I couldn't find a clear question or answer, although GCP Load Balancer: cannot delete "match all" under "Host and path rules" and Can I make Apache drop a connection when matching a URL? are close, so maybe it's a stupid question . I have read https://cloud.google.com/load-balancing/docs/url-map.
Say I have a rule for domain1.com => URL redirect
, another rule domain2.com => static backend bucket
, but I want requests that come in with a Host:
for a domain I have not mapped, including no Host:
or Host:
of the IP of the load balancer, to just get dropped - no response.

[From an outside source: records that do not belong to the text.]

// Copyright 2025 Searchbase Authors
//
// Licensed under the Apache License, Version 2.0 (the "License");
// you may not use this file except in compliance with the License.
// You may obtain a copy of the License at
//
//     https://www.apache.org/licenses/LICENSE-2.0
//
// Unless required by applicable law or agreed to in writing, software
// distributed under the License is distributed on an "AS IS" BASIS,
// WITHOUT WARRANTIES OR CONDITIONS OF ANY KIND, either express or implied.
// See the License for the specific language governing permissions and
// limitations under the License.

use crate::Result;
use http::Method;
use sbx::options::RequestOptions;
use sbx::response::Response;
use sbx::target::Target;
use sbxi::http::RestClient;
use sbxi::path::Path;
use sbxi::plan::Operation;
use sbxi::require;
use serde_json::Value;
use std::sync::Arc;

/// A client for the graph explore API.
#[derive(Clone, Debug)]
pub struct Graph {
    transport: Arc<RestClient>,
}

static EXPLORE: Operation = Operation {
    name: "graph.explore",
    method: Method::POST,
    params: &["routing", "timeout"],
};

impl Graph {
    pub(crate) fn new(transport: Arc<RestClient>) -> Self {
        Self { transport }
    }

    /// Extracts and summarizes terms related to the documents matching a
    /// query.
    pub async fn explore(
        &self,
        index: impl Into<Target>,
        body: Option<Value>,
        options: RequestOptions,
    ) -> Result<Response<Value>> {
        let index = index.into();
        require::argument("index", &index)?;
        let path = Path::new()
            .value(&index)
            .fixed("_graph")
            .fixed("explore")
            .finish();
        let plan = self
            .transport
            .plan(&EXPLORE, path, options)?
            .maybe_json(body.as_ref())?;
        self.transport.execute(plan).await
    }
}
// Copyright 2025 Searchbase Authors
//
// Licensed under the Apache License, Version 2.0 (the "License");
// you may not use this file except in compliance with the License.
// You may obtain a copy of the License at
//
//     https://www.apache.org/licenses/LICENSE-2.0
//
// Unless required by applicable law or agreed to in writing, software
// distributed under the License is distributed on an "AS IS" BASIS,
// WITHOUT WARRANTIES OR CONDITIONS OF ANY KIND, either express or implied.
// See the License for the specific language governing permissions and
// limitations under the License.

use crate::Result;
use http::Method;
use sbx::options::RequestOptions;
use sbx::response::Response;
use sbx::target::Target;
use sbxi::http::RestClient;
use sbxi::path::Path;
use sbxi::plan::Operation;
use sbxi::require;
use serde_json::Value;
use std::sync::Arc;

/// A client for the transform APIs.
///
/// Transforms continuously pivot or aggregate source indices into
/// entity-centric destination indices.
///
/// Paging operations accept `from` and `size` parameters. Call sites
/// ported from clients where `from` was a reserved word can pass `from_`,
/// the parameter is renamed before the request is sent.
#[derive(Clone, Debug)]
pub struct Transform {
    transport: Arc<RestClient>,
}

static DELETE_TRANSFORM: Operation = Operation {
    name: "transform.delete_transform",
    method: Method::DELETE,
    params: &["force"],
};

static GET_TRANSFORM: Operation = Operation {
    name: "transform.get_transform",
    method: Method::GET,
    params: &["allow_no_match", "exclude_generated", "from", "size"],
};

static GET_TRANSFORM_STATS: Operation = Operation {
    name: "transform.get_transform_stats",
    method: Method::GET,
    params: &["allow_no_match", "from", "size"],
};

static PREVIEW_TRANSFORM: Operation = Operation {
    name: "transform.preview_transform",
    method: Method::POST,
    params: &[],
};

static PUT_TRANSFORM: Operation = Operation {
    name: "transform.put_transform",
    method: Method::PUT,
    params: &["defer_validation"],
};

static START_TRANSFORM: Operation = Operation {
    name: "transform.start_transform",
    method: Method::POST,
    params: &["timeout"],
};

static STOP_TRANSFORM: Operation = Operation {
    name: "transform.stop_transform",
    method: Method::POST,
    params: &[
        "allow_no_match",
        "force",
        "timeout",
        "wait_for_checkpoint",
        "wait_for_completion",
    ],
};

static UPDATE_TRANSFORM: Operation = Operation {
    name: "transform.update_transform",
    method: Method::POST,
    params: &["defer_validation"],
};

static UPGRADE_TRANSFORMS: Operation = Operation {
    name: "transform.upgrade_transforms",
    method: Method::POST,
    params: &["dry_run"],
};

impl Transform {
    pub(crate) fn new(transport: Arc<RestClient>) -> Self {
        Self { transport }
    }

    /// Deletes a transform.
    pub async fn delete_transform(
        &self,
        transform_id: impl Into<Target>,
        options: RequestOptions,
    ) -> Result<Response<Value>> {
        let transform_id = transform_id.into();
        require::argument("transform_id", &transform_id)?;
        let path = Path::new()
            .fixed("_transform")
            .value(&transform_id)
            .finish();
        let plan = self.transport.plan(&DELETE_TRANSFORM, path, options)?;
        self.transport.execute(plan).await
    }

    /// Returns transform configurations, all of them when `transform_id`
    /// is empty.
    pub async fn get_transform(
        &self,
        transform_id: impl Into<Target>,
        options: RequestOptions,
    ) -> Result<Response<Value>> {
        let transform_id = transform_id.into();
        let path = Path::new()
            .fixed("_transform")
            .value(&transform_id)
            .finish();
        let plan = self.transport.plan(&GET_TRANSFORM, path, options)?;
        self.transport.execute(plan).await
    }

    /// Returns usage statistics for transforms.
    pub async fn get_transform_stats(
        &self,
        transform_id: impl Into<Target>,
        options: RequestOptions,
    ) -> Result<Response<Value>> {
        let transform_id = transform_id.into();
        require::argument("transform_id", &transform_id)?;
        let path = Path::new()
            .fixed("_transform")
            .value(&transform_id)
            .fixed("_stats")
            .finish();
        let plan = self.transport.plan(&GET_TRANSFORM_STATS, path, options)?;
        self.transport.execute(plan).await
    }

    /// Previews the documents a transform would produce.
    ///
    /// The transform is given either by `transform_id` or as a definition
    /// in the body.
    pub async fn preview_transform(
        &self,
        body: Option<Value>,
        transform_id: impl Into<Target>,
        options: RequestOptions,
    ) -> Result<Response<Value>> {
        let transform_id = transform_id.into();
        let path = Path::new()
            .fixed("_transform")
            .value(&transform_id)
            .fixed("_preview")
            .finish();
        let plan = self
            .transport
            .plan(&PREVIEW_TRANSFORM, path, options)?
            .maybe_json(body.as_ref())?;
        self.transport.execute(plan).await
    }

    /// Creates a transform.
    pub async fn put_transform(
        &self,
        transform_id: impl Into<Target>,
        body: Value,
        options: RequestOptions,
    ) -> Result<Response<Value>> {
        let transform_id = transform_id.into();
        require::argument("transform_id", &transform_id)?;
        require::body(&body)?;
        let path = Path::new()
            .fixed("_transform")
            .value(&transform_id)
            .finish();
        let plan = self
            .transport
            .plan(&PUT_TRANSFORM, path, options)?
            .json(&body)?;
        self.transport.execute(plan).await
    }

    /// Starts a transform.
    pub async fn start_transform(
        &self,
        transform_id: impl Into<Target>,
        options: RequestOptions,
    ) -> Result<Response<Value>> {
        let transform_id = transform_id.into();
        require::argument("transform_id", &transform_id)?;
        let path = Path::new()
            .fixed("_transform")
            .value(&transform_id)
            .fixed("_start")
            .finish();
        let plan = self.transport.plan(&START_TRANSFORM, path, options)?;
        self.transport.execute(plan).await
    }

    /// Stops one or more transforms.
    pub async fn stop_transform(
        &self,
        transform_id: impl Into<Target>,
        options: RequestOptions,
    ) -> Result<Response<Value>> {
        let transform_id = transform_id.into();
        require::argument("transform_id", &transform_id)?;
        let path = Path::new()
            .fixed("_transform")
            .value(&transform_id)
            .fixed("_stop")
            .finish();
        let plan = self.transport.plan(&STOP_TRANSFORM, path, options)?;
        self.transport.execute(plan).await
    }

    /// Updates parts of a transform configuration.
    pub async fn update_transform(
        &self,
        transform_id: impl Into<Target>,
        body: Value,
        options: RequestOptions,
    ) -> Result<Response<Value>> {
        let transform_id = transform_id.into();
        require::argument("transform_id", &transform_id)?;
        require::body(&body)?;
        let path = Path::new()
            .fixed("_transform")
            .value(&transform_id)
            .fixed("_update")
            .finish();
        let plan = self
            .transport
            .plan(&UPDATE_TRANSFORM, path, options)?
            .json(&body)?;
        self.transport.execute(plan).await
    }

    /// Upgrades all transforms to the current configuration format.
    pub async fn upgrade_transforms(&self, options: RequestOptions) -> Result<Response<Value>> {
        let path = Path::new().fixed("_transform").fixed("_upgrade").finish();
        let plan = self.transport.plan(&UPGRADE_TRANSFORMS, path, options)?;
        self.transport.execute(plan).await
    }
}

Right now a lot of connections are coming in from China/Russia attempting to penetrate vulnerabilities. Rather than me paying egress for 200/403/404, I'd rather just drop the connection entirely, and not respond at all.
So far it appears that I have to configure a backend service/bucket for the non-matching host/path rule. If it's a bucket, it will serve a 200 OK at bucket root if allUsers has general read object access (regardless of if I set or have an index file), unless I remove list permissions to allUsers then it will 403 with a default GCS XML response. Of course, I can make it 404 on all other paths, and I can make the index and 404 pages very tiny, like an empty file, and I would have Cloud CDN enabled. However, I'd much prefer to not respond and drop instead.
Is that possible with GCP Load Balancer?
Could I just redirect to .. google.com or something like that? I'd still pay, but at least there would be no 'body' part to the response.
Alternatively, assuming I have to have a backend service, what's the easiest and cheapest way to set up a backend service that just drops/denies connections? I'm aware the cost for the service that drops connections may exceed the cost of the egress, I'll have to work that out.